While the Interpretation did not change the factors most courts consider in determining the economic realities of a work relationship, the Interpretation did provide some important takeaways regarding each factor:
- The DOL specifically noted that work performed away from the employer's premises, whether in the worker's home or at the employer's customer, can still be integral to the employer's business.
- If a worker is truly in business for him or herself, and, therefore, an independent contractor, the worker should be at some risk of loss due to the managerial decisions he or she makes. Merely being able to work more hours is not a managerial skill that affects the worker's opportunity for profit or loss.
- In evaluating the relative investments of the employer and worker, courts should consider whether the worker has made investments in his or her business to further its ability to expand, reduce its cost structure or extend its business plan. Courts should also consider how that investment compares to the employer's investment, not just to the work performed by the worker but to the employer's overall investment in the project.

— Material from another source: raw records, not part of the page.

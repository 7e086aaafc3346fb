//! DHCP packet domain models.
//!
//! These types represent the logical structure of DHCP packets,
//! independent of wire format encoding (see `codec`).

use std::collections::btree_map::{self, BTreeMap};
use std::net::Ipv4Addr;

use crate::error::OptionError;

/// DHCP option codes used by the boot server.
pub mod option_codes {
    pub const PAD: u8 = 0;
    pub const VENDOR_SPECIFIC: u8 = 43;
    pub const MESSAGE_TYPE: u8 = 53;
    pub const SERVER_IDENTIFIER: u8 = 54;
    pub const VENDOR_CLASS_ID: u8 = 60;
    pub const USER_CLASS: u8 = 77;
    pub const CLIENT_ARCH: u8 = 93;
    pub const CLIENT_UUID: u8 = 97;
    pub const END: u8 = 255;
}

/// DHCP message types as defined in RFC 2131.
#[derive(Debug, Clone, Copy, PartialEq, Eq)]
pub enum MessageType {
    Discover,
    Offer,
    Request,
    Decline,
    Ack,
    Nak,
    Release,
    Inform,
}

impl MessageType {
    /// Parse from the DHCP option 53 value.
    pub fn from_u8(value: u8) -> Option<Self> {
        match value {
            1 => Some(Self::Discover),
            2 => Some(Self::Offer),
            3 => Some(Self::Request),
            4 => Some(Self::Decline),
            5 => Some(Self::Ack),
            6 => Some(Self::Nak),
            7 => Some(Self::Release),
            8 => Some(Self::Inform),
            _ => None,
        }
    }

    /// The DHCP option 53 value.
    pub fn as_u8(self) -> u8 {
        match self {
            Self::Discover => 1,
            Self::Offer => 2,
            Self::Request => 3,
            Self::Decline => 4,
            Self::Ack => 5,
            Self::Nak => 6,
            Self::Release => 7,
            Self::Inform => 8,
        }
    }

    /// Whether the message travels server to client (BOOTREPLY).
    pub fn is_reply(self) -> bool {
        matches!(self, Self::Offer | Self::Ack | Self::Nak)
    }
}

impl std::fmt::Display for MessageType {
    fn fmt(&self, f: &mut std::fmt::Formatter<'_>) -> std::fmt::Result {
        match self {
            Self::Discover => write!(f, "DHCPDISCOVER"),
            Self::Offer => write!(f, "DHCPOFFER"),
            Self::Request => write!(f, "DHCPREQUEST"),
            Self::Decline => write!(f, "DHCPDECLINE"),
            Self::Ack => write!(f, "DHCPACK"),
            Self::Nak => write!(f, "DHCPNAK"),
            Self::Release => write!(f, "DHCPRELEASE"),
            Self::Inform => write!(f, "DHCPINFORM"),
        }
    }
}

/// Raw DHCP options keyed by code, kept in ascending code order.
///
/// Values are stored uninterpreted; the typed accessors decode them on demand.
#[derive(Debug, Clone, Default, PartialEq, Eq)]
pub struct Options(BTreeMap<u8, Vec<u8>>);

impl Options {
    pub fn new() -> Self {
        Self::default()
    }

    /// Set `code` to `value`, replacing any previous value.
    pub fn insert(&mut self, code: u8, value: impl Into<Vec<u8>>) {
        self.0.insert(code, value.into());
    }

    /// Set `code` to `value` unless it is already present.
    ///
    /// Returns false when an earlier value was kept.
    pub fn insert_first(&mut self, code: u8, value: impl Into<Vec<u8>>) -> bool {
        match self.0.entry(code) {
            btree_map::Entry::Vacant(entry) => {
                entry.insert(value.into());
                true
            }
            btree_map::Entry::Occupied(_) => false,
        }
    }

    pub fn remove(&mut self, code: u8) -> Option<Vec<u8>> {
        self.0.remove(&code)
    }

    pub fn contains(&self, code: u8) -> bool {
        self.0.contains_key(&code)
    }

    /// Raw bytes of an option.
    pub fn bytes(&self, code: u8) -> Option<&[u8]> {
        self.0.get(&code).map(Vec::as_slice)
    }

    /// Option value as a big-endian 16-bit integer.
    pub fn u16(&self, code: u8) -> Result<u16, OptionError> {
        let value = self.bytes(code).ok_or(OptionError::Missing(code))?;
        match value {
            [hi, lo] => Ok(u16::from_be_bytes([*hi, *lo])),
            _ => Err(OptionError::WrongLength {
                code,
                expected: 2,
                actual: value.len(),
            }),
        }
    }

    /// Option value as text.
    pub fn string(&self, code: u8) -> Result<&str, OptionError> {
        let value = self.bytes(code).ok_or(OptionError::Missing(code))?;
        std::str::from_utf8(value).map_err(|_| OptionError::NotUtf8(code))
    }

    /// Option value as an IPv4 address.
    pub fn ipv4(&self, code: u8) -> Result<Ipv4Addr, OptionError> {
        let value = self.bytes(code).ok_or(OptionError::Missing(code))?;
        match value {
            [a, b, c, d] => Ok(Ipv4Addr::new(*a, *b, *c, *d)),
            _ => Err(OptionError::WrongLength {
                code,
                expected: 4,
                actual: value.len(),
            }),
        }
    }

    pub fn iter(&self) -> impl Iterator<Item = (u8, &[u8])> {
        self.0.iter().map(|(code, value)| (*code, value.as_slice()))
    }

    pub fn len(&self) -> usize {
        self.0.len()
    }

    pub fn is_empty(&self) -> bool {
        self.0.is_empty()
    }
}

/// A DHCP packet with the fields the boot server reads or writes.
///
/// Unset addresses are `Ipv4Addr::UNSPECIFIED`; empty strings mean the
/// field is blank on the wire.
#[derive(Debug, Clone, PartialEq, Eq)]
pub struct Packet {
    pub message_type: MessageType,
    pub transaction_id: [u8; 4],
    pub broadcast: bool,
    /// Client IP address (ciaddr)
    pub client_addr: Ipv4Addr,
    /// 'Your' IP address (yiaddr)
    pub your_addr: Ipv4Addr,
    /// Next server IP address (siaddr)
    pub server_addr: Ipv4Addr,
    /// Relay agent IP address (giaddr)
    pub relay_addr: Ipv4Addr,
    /// Client hardware address (chaddr), `hlen` bytes
    pub hardware_addr: Vec<u8>,
    /// Server host name (sname)
    pub boot_server_name: String,
    /// Boot filename (file)
    pub boot_filename: String,
    pub options: Options,
}

impl Packet {
    /// Create an empty packet of the given type.
    pub fn new(message_type: MessageType, transaction_id: [u8; 4], hardware_addr: Vec<u8>) -> Self {
        Self {
            message_type,
            transaction_id,
            broadcast: false,
            client_addr: Ipv4Addr::UNSPECIFIED,
            your_addr: Ipv4Addr::UNSPECIFIED,
            server_addr: Ipv4Addr::UNSPECIFIED,
            relay_addr: Ipv4Addr::UNSPECIFIED,
            hardware_addr,
            boot_server_name: String::new(),
            boot_filename: String::new(),
            options: Options::new(),
        }
    }

    /// Hardware address in colon-separated lowercase hex.
    pub fn hardware_addr_string(&self) -> String {
        format_hardware_addr(&self.hardware_addr)
    }
}

/// Format a hardware address as colon-separated lowercase hex.
pub fn format_hardware_addr(bytes: &[u8]) -> String {
    bytes
        .iter()
        .map(|b| format!("{:02x}", b))
        .collect::<Vec<_>>()
        .join(":")
}

#[cfg(test)]
mod tests {
    use super::*;

    mod message_type_tests {
        use super::*;

        #[test]
        fn test_from_u8_valid_values() {
            assert_eq!(MessageType::from_u8(1), Some(MessageType::Discover));
            assert_eq!(MessageType::from_u8(2), Some(MessageType::Offer));
            assert_eq!(MessageType::from_u8(3), Some(MessageType::Request));
            assert_eq!(MessageType::from_u8(4), Some(MessageType::Decline));
            assert_eq!(MessageType::from_u8(5), Some(MessageType::Ack));
            assert_eq!(MessageType::from_u8(6), Some(MessageType::Nak));
            assert_eq!(MessageType::from_u8(7), Some(MessageType::Release));
            assert_eq!(MessageType::from_u8(8), Some(MessageType::Inform));
        }

        #[test]
        fn test_from_u8_invalid_values() {
            assert_eq!(MessageType::from_u8(0), None);
            assert_eq!(MessageType::from_u8(9), None);
            assert_eq!(MessageType::from_u8(255), None);
        }

        #[test]
        fn test_as_u8_inverts_from_u8() {
            for value in 1..=8 {
                let msg = MessageType::from_u8(value).unwrap();
                assert_eq!(msg.as_u8(), value);
            }
        }

        #[test]
        fn test_is_reply() {
            assert!(MessageType::Offer.is_reply());
            assert!(MessageType::Ack.is_reply());
            assert!(MessageType::Nak.is_reply());
            assert!(!MessageType::Discover.is_reply());
            assert!(!MessageType::Request.is_reply());
        }

        #[test]
        fn test_display() {
            assert_eq!(MessageType::Discover.to_string(), "DHCPDISCOVER");
            assert_eq!(MessageType::Offer.to_string(), "DHCPOFFER");
        }
    }

    mod options_tests {
        use super::*;

        #[test]
        fn test_insert_first_keeps_earlier_value() {
            let mut opts = Options::new();
            assert!(opts.insert_first(60, b"PXEClient".to_vec()));
            assert!(!opts.insert_first(60, b"other".to_vec()));
            assert_eq!(opts.bytes(60), Some(&b"PXEClient"[..]));
        }

        #[test]
        fn test_insert_replaces() {
            let mut opts = Options::new();
            opts.insert(60, b"one".to_vec());
            opts.insert(60, b"two".to_vec());
            assert_eq!(opts.bytes(60), Some(&b"two"[..]));
            assert_eq!(opts.len(), 1);
        }

        #[test]
        fn test_u16() {
            let mut opts = Options::new();
            opts.insert(93, vec![0x00, 0x07]);
            assert_eq!(opts.u16(93), Ok(7));
        }

        #[test]
        fn test_u16_wrong_length() {
            let mut opts = Options::new();
            opts.insert(93, vec![0x07]);
            assert_eq!(
                opts.u16(93),
                Err(OptionError::WrongLength {
                    code: 93,
                    expected: 2,
                    actual: 1
                })
            );
        }

        #[test]
        fn test_missing() {
            let opts = Options::new();
            assert_eq!(opts.u16(93), Err(OptionError::Missing(93)));
            assert_eq!(opts.string(77), Err(OptionError::Missing(77)));
            assert_eq!(opts.ipv4(54), Err(OptionError::Missing(54)));
            assert_eq!(opts.bytes(97), None);
        }

        #[test]
        fn test_string() {
            let mut opts = Options::new();
            opts.insert(77, b"iPXE".to_vec());
            assert_eq!(opts.string(77), Ok("iPXE"));

            opts.insert(77, vec![0xff, 0xfe]);
            assert_eq!(opts.string(77), Err(OptionError::NotUtf8(77)));
        }

        #[test]
        fn test_ipv4() {
            let mut opts = Options::new();
            opts.insert(54, vec![10, 0, 0, 1]);
            assert_eq!(opts.ipv4(54), Ok(Ipv4Addr::new(10, 0, 0, 1)));
        }

        #[test]
        fn test_iter_is_ordered_by_code() {
            let mut opts = Options::new();
            opts.insert(97, vec![0]);
            opts.insert(54, vec![1, 2, 3, 4]);
            opts.insert(60, b"PXEClient".to_vec());
            let codes: Vec<u8> = opts.iter().map(|(code, _)| code).collect();
            assert_eq!(codes, vec![54, 60, 97]);
        }
    }

    mod packet_tests {
        use super::*;

        #[test]
        fn test_new_has_unset_fields() {
            let packet = Packet::new(MessageType::Offer, [1, 2, 3, 4], vec![0xaa; 6]);
            assert!(!packet.broadcast);
            assert!(packet.relay_addr.is_unspecified());
            assert!(packet.boot_filename.is_empty());
            assert!(packet.options.is_empty());
        }

        #[test]
        fn test_hardware_addr_string() {
            let packet = Packet::new(
                MessageType::Discover,
                [0; 4],
                vec![0xde, 0xad, 0xbe, 0xef, 0x00, 0x01],
            );
            assert_eq!(packet.hardware_addr_string(), "de:ad:be:ef:00:01");
        }
    }
}
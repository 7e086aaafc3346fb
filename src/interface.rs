//! Network interface lookup and server address selection.

use std::net::{IpAddr, Ipv4Addr};

use pnet::datalink::{self, NetworkInterface};

use crate::error::ResolveError;

/// Pick the IPv4 address that identifies this server on `interface`.
///
/// Addresses are tried in tiers: global unicast (including RFC 1918),
/// then link-local unicast, then loopback. Each tier scans every address
/// before falling through to the next. Non-IPv4 addresses are ignored.
pub fn interface_ip(interface: &NetworkInterface) -> Result<Ipv4Addr, ResolveError> {
    let tiers: [fn(&Ipv4Addr) -> bool; 3] = [
        is_global_unicast,
        Ipv4Addr::is_link_local,
        Ipv4Addr::is_loopback,
    ];

    tiers
        .iter()
        .find_map(|tier| ipv4_addrs(interface).find(|ip| tier(ip)))
        .ok_or_else(|| ResolveError::NoAddress(interface.name.clone()))
}

/// Look up an interface by its kernel index.
pub fn interface_by_index(index: u32) -> Option<NetworkInterface> {
    datalink::interfaces()
        .into_iter()
        .find(|iface| iface.index == index)
}

/// Look up an interface by name.
pub fn interface_by_name(name: &str) -> Option<NetworkInterface> {
    datalink::interfaces()
        .into_iter()
        .find(|iface| iface.name == name)
}

/// Find the interface that owns `addr`.
pub fn interface_with_addr(addr: Ipv4Addr) -> Option<NetworkInterface> {
    datalink::interfaces()
        .into_iter()
        .find(|iface| ipv4_addrs(iface).any(|ip| ip == addr))
}

/// List all available network interfaces.
pub fn list_interfaces() -> Vec<String> {
    datalink::interfaces()
        .into_iter()
        .map(|iface| {
            let status = if iface.is_up() { "UP" } else { "DOWN" };
            let ips: Vec<_> = iface.ips.iter().map(|ip| ip.to_string()).collect();
            format!(
                "{}: {} [{}]",
                iface.name,
                status,
                if ips.is_empty() {
                    "no IP".to_string()
                } else {
                    ips.join(", ")
                }
            )
        })
        .collect()
}

fn ipv4_addrs(interface: &NetworkInterface) -> impl Iterator<Item = Ipv4Addr> + '_ {
    interface.ips.iter().filter_map(|net| match net.ip() {
        IpAddr::V4(ip) => Some(ip),
        IpAddr::V6(_) => None,
    })
}

/// Unicast and routable: not unspecified, broadcast, multicast, loopback
/// or link-local.
fn is_global_unicast(ip: &Ipv4Addr) -> bool {
    !(ip.is_unspecified()
        || ip.is_broadcast()
        || ip.is_multicast()
        || ip.is_loopback()
        || ip.is_link_local())
}
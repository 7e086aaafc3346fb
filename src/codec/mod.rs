//! DHCP packet codec.
//!
//! This module is responsible for converting between raw bytes and domain
//! DHCP packets, and for deciding how a packet must be transmitted.

mod dhcp_codec;

pub use dhcp_codec::{
    check_bounds, classify_transmission, decode, encode, encode_options, DHCP_MAGIC_COOKIE,
};

/// How a packet must be delivered, per the RFC 2131 transmission rules.
#[derive(Debug, Clone, Copy, PartialEq, Eq)]
pub enum TransmissionStrategy {
    /// Broadcast to port 68.
    Broadcast,
    /// Unicast to port 67 of the relay address.
    RelayAddr,
    /// Unicast to port 68 of the client address.
    ClientAddr,
    /// Unicast to port 68 of the offered address, with the link-layer
    /// destination set to the client hardware address rather than resolved
    /// by ARP. Transports that cannot set the link-layer destination may
    /// broadcast instead.
    HardwareAddr,
}
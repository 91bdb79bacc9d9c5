//! Cache-side machinery: path codec, version ordering, cache walker,
//! protection policy, purge executor.

pub mod codec;
pub mod protection;
pub mod purge;
pub mod version;
pub mod walker;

- Merely having specialized skills does not mean that the worker is an independent contractor. There is a difference between providing skilled labor and demonstrating the skill and initiative of an independent contractor. The Interpretation states, in probably its most telling sentence: "Only carpenters, construction workers, electricians, and other workers who operate as independent businesses, as opposed to being economically dependent on their employer, are independent contractors."
- Courts should also consider whether the lack of permanence or indefiniteness in the worker's relationship with the employer is the result of operational characteristics of the business (i.e., whether the work is typically transient or seasonal) or the result of the worker's own independent business initiative.
- Control exerted due to the nature of the business, regulatory requirements and/or customer satisfaction are indicative of an employee/employer relationship. The issue is how much control is exercised by the employer, not why the employer is exerting it.
While no single factor is determinative, the DOL emphasized that the "control factor" should not be given undue weight. Ultimately, according to the DOL, the "factors should be considered in totality to determine whether a worker is economically dependent on the employer, and thus an employee." If the worker is in business for him or herself, and not economically dependent on the employer, then he or she is an independent contractor.
Employers' Bottom Line
Employers, particularly those who regularly use independent contractors, should re-evaluate the status of their workers in light of this Interpretation. Employers must look at their independent contractors and ask whether, considering the economic realities test, these workers are truly in business for themselves or are they economically dependent on the employer's business? Given the DOL's sweeping statement that "most workers are employees under the FLSA's broad definition," the economic reality for many employers may be that their independent contractors will now be considered their employees.
If you have any questions regarding the DOL's Interpretation or other issues relating to the classification of workers as independent contractors, please feel free to contact the author of this Alert, Rachel Ullrich, rullrich@fordharrison.com, an attorney in our Dallas office. You may also contact the FordHarrison attorney with whom you usually work.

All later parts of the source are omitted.